The overwhelming majority of migrants see Bosnia only as a transit country. All they want is to go back in “The Game,” a vernacular term used to describe their journey to reach the EU. This precarious odyssey includes crossing treacherous rivers, former frontlines and minefields left over from the Bosnian war, then trekking on foot through Croatia, all the way to Italy and beyond. Even before the pandemic, undocumented migrants are by far the largest marginalized group in Bosnia, at the highest risk of contracting COVID-19, with extremely limited access to basic healthcare: squatting in abandoned, ruined, overcrowded buildings, lacking basic sanitary conditions.
Bosnia’s crippled healthcare system won’t be able to cope with the pandemic, Bosnia as a country is unwilling and incapable to cope with influx of undocumented immigrants.
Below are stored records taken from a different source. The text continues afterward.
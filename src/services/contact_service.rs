use crate::models::Contact;
use crate::services::notification::NotificationDispatcher;
use crate::validation::ValidationErrors;
use sqlx::SqlitePool;
use std::sync::Arc;

#[derive(Debug, thiserror::Error)]
pub enum ContactError {
    #[error("Invalid contact form: {0}")]
    Invalid(ValidationErrors),
    #[error("Database error: {0}")]
    Database(#[from] sqlx::Error),
}

#[derive(Debug, Clone, Default)]
pub struct ContactRequest {
    pub name: String,
    pub email: String,
    pub subject: String,
    pub message: String,
}

impl ContactRequest {
    pub fn validate(&self) -> Result<(), ValidationErrors> {
        let mut errors = ValidationErrors::new();
        errors.require("name", &self.name, "Name is required");
        errors.require_email("email", &self.email);
        errors.require("subject", &self.subject, "Subject is required");
        errors.require("message", &self.message, "Message is required");
        errors.into_result()
    }
}

pub struct ContactService {
    pool: SqlitePool,
    notifier: Arc<NotificationDispatcher>,
}

impl ContactService {
    pub fn new(pool: SqlitePool, notifier: Arc<NotificationDispatcher>) -> Self {
        Self { pool, notifier }
    }

    /// Stores the message, then forwards it to the operator. A failed
    /// forward is logged; the stored message is what counts.
    pub async fn submit(&self, request: ContactRequest) -> Result<Contact, ContactError> {
        request.validate().map_err(ContactError::Invalid)?;

        let contact = sqlx::query_as::<_, Contact>(
            r#"
            INSERT INTO contacts (name, email, subject, message)
            VALUES (?, ?, ?, ?)
            RETURNING id, name, email, subject, message, created_at
            "#,
        )
        .bind(request.name.trim())
        .bind(request.email.trim())
        .bind(request.subject.trim())
        .bind(request.message.trim())
        .fetch_one(&self.pool)
        .await?;

        if let Err(e) = self.notifier.notify_operator(&contact).await {
            tracing::error!("Failed to forward contact message {}: {}", contact.id, e);
        }

        Ok(contact)
    }
}
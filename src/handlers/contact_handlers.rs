use super::PageContext;
use crate::error::AppError;
use crate::flash;
use crate::middleware::csrf::validate_csrf_form_field;
use crate::services::{ContactError, ContactRequest};
use crate::AppState;
use askama::Template;
use askama_web::WebTemplate;
use axum::{
    extract::{Form, State},
    response::{IntoResponse, Redirect, Response},
};
use serde::Deserialize;
use tower_sessions::Session;

#[derive(Template, WebTemplate)]
#[template(path = "contact.html")]
struct ContactTemplate {
    page: PageContext,
    errors: Vec<String>,
    form: ContactForm,
}

#[derive(Debug, Clone, Default, Deserialize)]
pub struct ContactForm {
    #[serde(default)]
    pub name: String,
    #[serde(default)]
    pub email: String,
    #[serde(default)]
    pub subject: String,
    #[serde(default)]
    pub message: String,
    #[serde(default)]
    pub csrf_token: String,
}

async fn render_form(
    session: &Session,
    form: ContactForm,
    errors: Vec<String>,
) -> Result<Response, AppError> {
    Ok(ContactTemplate {
        page: PageContext::load(session).await?,
        errors,
        form,
    }
    .into_response())
}

pub async fn show_contact_form(session: Session) -> Result<Response, AppError> {
    render_form(&session, ContactForm::default(), Vec::new()).await
}

pub async fn submit_contact_form(
    State(state): State<AppState>,
    session: Session,
    Form(form): Form<ContactForm>,
) -> Result<Response, AppError> {
    validate_csrf_form_field(&session, &form.csrf_token).await?;

    let request = ContactRequest {
        name: form.name.clone(),
        email: form.email.clone(),
        subject: form.subject.clone(),
        message: form.message.clone(),
    };

    match state.contact_service.submit(request).await {
        Ok(_) => {
            flash::success(
                &session,
                "Thank you for your message! We'll get back to you soon.",
            )
            .await;
            Ok(Redirect::to("/contact").into_response())
        }
        Err(ContactError::Invalid(errors)) => render_form(&session, form, errors.messages()).await,
        Err(e) => {
            tracing::error!("Contact form submission failed: {}", e);
            render_form(
                &session,
                form,
                vec!["Failed to send message. Please try again.".to_string()],
            )
            .await
        }
    }
}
The extreme measures taken to contain the disease mean the migrants will remain stuck in Bosnia for longer periods of time. Currently the Bosnian government is attempting to organise a mass deportation of the undocumented migrants to their countries of origin, despite the fact that some of those countries are known for torture, or cruel, inhuman or degrading treatment and capital punishment, effectively violating their right to life. The pandemic will eventually end but migrants' ordeal in Bosnia will continue. The aim of this project is to follow undocumented migrants as they navigate through the COVID-19 outbreak in a society that doesn’t want them, in a country that doesn’t care about them.